Thursday, September 27, 2007

A Lesson in Perspective

Thursday morning at 8:45 am, I went for my first field visit with a trained counselor named Pasco. Pasco is a Ugandan student majoring in the sciences and he is finishing his third and final year at a university in Kampala. He has been doing these field visits for five years as a volunteer through Meeting Point. A field visit involves going to visit sick patients and clients of Meeting Point, and these people are either in the local hospitals, if things have gotten very bad, or in their homes, which for the most part are in the slums of Kampala. Many of the children who are students at the Learning Center or live in the foster home come from the slum just below the school in the Namuwongo district.

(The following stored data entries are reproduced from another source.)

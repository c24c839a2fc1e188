use std::convert::Infallible;
use std::sync::Arc;

use anyhow::{Result, anyhow};
use axum::extract::State;
use axum::http::StatusCode;
use axum::response::sse::{Event, Sse};
use axum::routing::{get, post};
use axum::{Json, Router};
use serde::{Deserialize, Serialize};
use tokio::sync::{broadcast, mpsc, oneshot};
use tokio_stream::StreamExt;
use tokio_stream::wrappers::BroadcastStream;
use tracing::{debug, error, info};
use vynce_automation::{ActionResult, AutomationRequest, ParsedCommand};

/// Work handed from the HTTP side to the single automation worker.
pub enum Job {
    Command {
        text: String,
        reply: oneshot::Sender<CommandReply>,
    },
    Automation {
        request: AutomationRequest,
        reply: oneshot::Sender<ActionResult>,
    },
    Suggestions {
        reply: oneshot::Sender<Vec<String>>,
    },
}

#[derive(Debug, Serialize)]
#[serde(rename_all = "camelCase")]
pub struct CommandReply {
    pub parsed_command: ParsedCommand,
    #[serde(skip_serializing_if = "Option::is_none")]
    pub result: Option<ActionResult>,
}

/// Progress streamed to `/events` listeners.
#[derive(Clone, Debug)]
pub enum BridgeEvent {
    Parsed(ParsedCommand),
    Finished(ActionResult),
}

impl BridgeEvent {
    fn to_sse_event(&self) -> Event {
        let (name, data) = match self {
            BridgeEvent::Parsed(parsed) => ("parsed", serde_json::to_string(parsed)),
            BridgeEvent::Finished(result) => ("result", serde_json::to_string(result)),
        };
        Event::default()
            .event(name)
            .data(data.unwrap_or_else(|_| "{}".to_string()))
    }
}

#[derive(Clone)]
struct AppState {
    jobs: mpsc::Sender<Job>,
    events: broadcast::Sender<BridgeEvent>,
}

#[derive(Deserialize)]
struct CommandPayload {
    command: String,
}

/// Binds the first free port from `port` to `port + 9` and serves the
/// bridge. Returns the queue the worker drains.
pub async fn start_server(port: u16) -> Result<mpsc::Receiver<Job>> {
    let (jobs, job_rx) = mpsc::channel::<Job>(16);
    let (events, _) = broadcast::channel::<BridgeEvent>(64);

    let state = Arc::new(AppState { jobs, events });

    let app = Router::new()
        .route("/command", post(command_handler))
        .route("/automation", post(automation_handler))
        .route("/suggestions", get(suggestions_handler))
        .route("/events", get(sse_handler))
        .route("/health", get(|| async { "ok" }))
        .with_state(state);

    let mut bound = None;
    for candidate in port..port.saturating_add(10) {
        match tokio::net::TcpListener::bind(("127.0.0.1", candidate)).await {
            Ok(listener) => {
                bound = Some((listener, candidate));
                break;
            }
            Err(err) => debug!(port = candidate, "port unavailable: {}", err),
        }
    }
    let (listener, port) = bound.ok_or_else(|| {
        anyhow!(
            "could not bind any port in {}-{}; is another bridge running?",
            port,
            port.saturating_add(9)
        )
    })?;

    info!("bridge listening on http://localhost:{}", port);

    tokio::spawn(async move {
        if let Err(err) = axum::serve(listener, app).await {
            error!("bridge server stopped: {}", err);
        }
    });

    Ok(job_rx)
}

/// Queues a job and waits for the worker's answer.
async fn submit<T>(
    state: &AppState,
    make: impl FnOnce(oneshot::Sender<T>) -> Job,
) -> Result<T, (StatusCode, String)> {
    let (reply, answer) = oneshot::channel();
    state
        .jobs
        .send(make(reply))
        .await
        .map_err(|_| (StatusCode::SERVICE_UNAVAILABLE, "worker stopped".to_string()))?;
    answer
        .await
        .map_err(|_| (StatusCode::INTERNAL_SERVER_ERROR, "worker dropped the request".to_string()))
}

async fn command_handler(
    State(state): State<Arc<AppState>>,
    Json(payload): Json<CommandPayload>,
) -> Result<Json<CommandReply>, (StatusCode, String)> {
    debug!(command = %payload.command, "POST /command");
    let reply = submit(&state, |reply| Job::Command {
        text: payload.command,
        reply,
    })
    .await?;

    let _ = state.events.send(BridgeEvent::Parsed(reply.parsed_command.clone()));
    if let Some(result) = &reply.result {
        let _ = state.events.send(BridgeEvent::Finished(result.clone()));
    }
    Ok(Json(reply))
}

async fn automation_handler(
    State(state): State<Arc<AppState>>,
    Json(request): Json<AutomationRequest>,
) -> Result<Json<ActionResult>, (StatusCode, String)> {
    debug!(action = %request.action, "POST /automation");
    let result = submit(&state, |reply| Job::Automation { request, reply }).await?;
    let _ = state.events.send(BridgeEvent::Finished(result.clone()));
    Ok(Json(result))
}

async fn suggestions_handler(
    State(state): State<Arc<AppState>>,
) -> Result<Json<Vec<String>>, (StatusCode, String)> {
    let suggestions = submit(&state, |reply| Job::Suggestions { reply }).await?;
    Ok(Json(suggestions))
}

async fn sse_handler(
    State(state): State<Arc<AppState>>,
) -> Sse<impl tokio_stream::Stream<Item = Result<Event, Infallible>>> {
    let rx = state.events.subscribe();
    let stream = BroadcastStream::new(rx).filter_map(|event| match event {
        Ok(event) => Some(Ok::<_, Infallible>(event.to_sse_event())),
        Err(_) => None,
    });
    Sse::new(stream)
}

The city of Kampala spreads out over six or more green hills. Very nice and posh houses can be found, especially near the top of each of these hills, with large tiled rooves and sweeping views. My cousin lives in Muyenga which is on the top of one such hill, and as you progress down the hill, the poverty becomes more and more apparent. The area where Meeting Point’s main office and Learning Center is located is on a stretch of dirt road with shabby houses and goats, sheep, and even cattles wandering the streets. When I first saw the area, I was struck by the poverty I saw, such poverty has I had never seen before. And now, after my visit today, those same houses look not half bad afterall. As you progress just down the hill from the Learning Center towards the swamp that is formed by the channel of water that cuts into Kampala just over the railroad tracks, there is a distinct shift from orange tiled rooves to shanty tin rooves that perch on crumbling brick and mud houses—huts really.

Pasco (who probably had to endure some taunts for walking with a muzungu!) walked me through the tiny alley way and twisting caked dirt paths, over rivets of trickling purple-brown sludgy water, past rotting wood doors covered with filthy faded colored cloths, past the tiniest of children playing in the red dust. Each and every child and almost as many adults looked towards me as I walked with Pasco. Muzungu, hello, muzungu, how are you, muzungu, muzungu, muzungu was all I heard over and over again. The little children would crawl after me with their tiny palm outstretched, thinking that as a white person, I had money to give, Pasco explained. Never had I felt the eyes of so many upon me (except maybe the NYC marathon but then I was too delirious to appreciate it fully). The surprising thing is the tones in which it is said, somewhere along the lines of teasing, mocking, curiosity, and reverence depending on who is saying it, or often all of those at once! I felt like the oddest kind of celebrity, as (white) foreigners rarely if ever venture into these areas. I’m so used to living in New York City, where my cashier at Zabar’s would manage to ring up all my groceries and have me pay without so much as a greeting my way, where people rarely smile at each other as they hustle down the sidewalk, where real celebrities wander the streets relatively unbothered. Here in Uganda I must rewire my brain to handle all the attention shown my way. The little children on the walk home smile and giggle when I reply to their “Hello, how are you?”, they reach for my hand, they gaze up at me wide-eyed. In NYC I couldn’t have been less noticed, and here I couldn’t attract more attention if I tried.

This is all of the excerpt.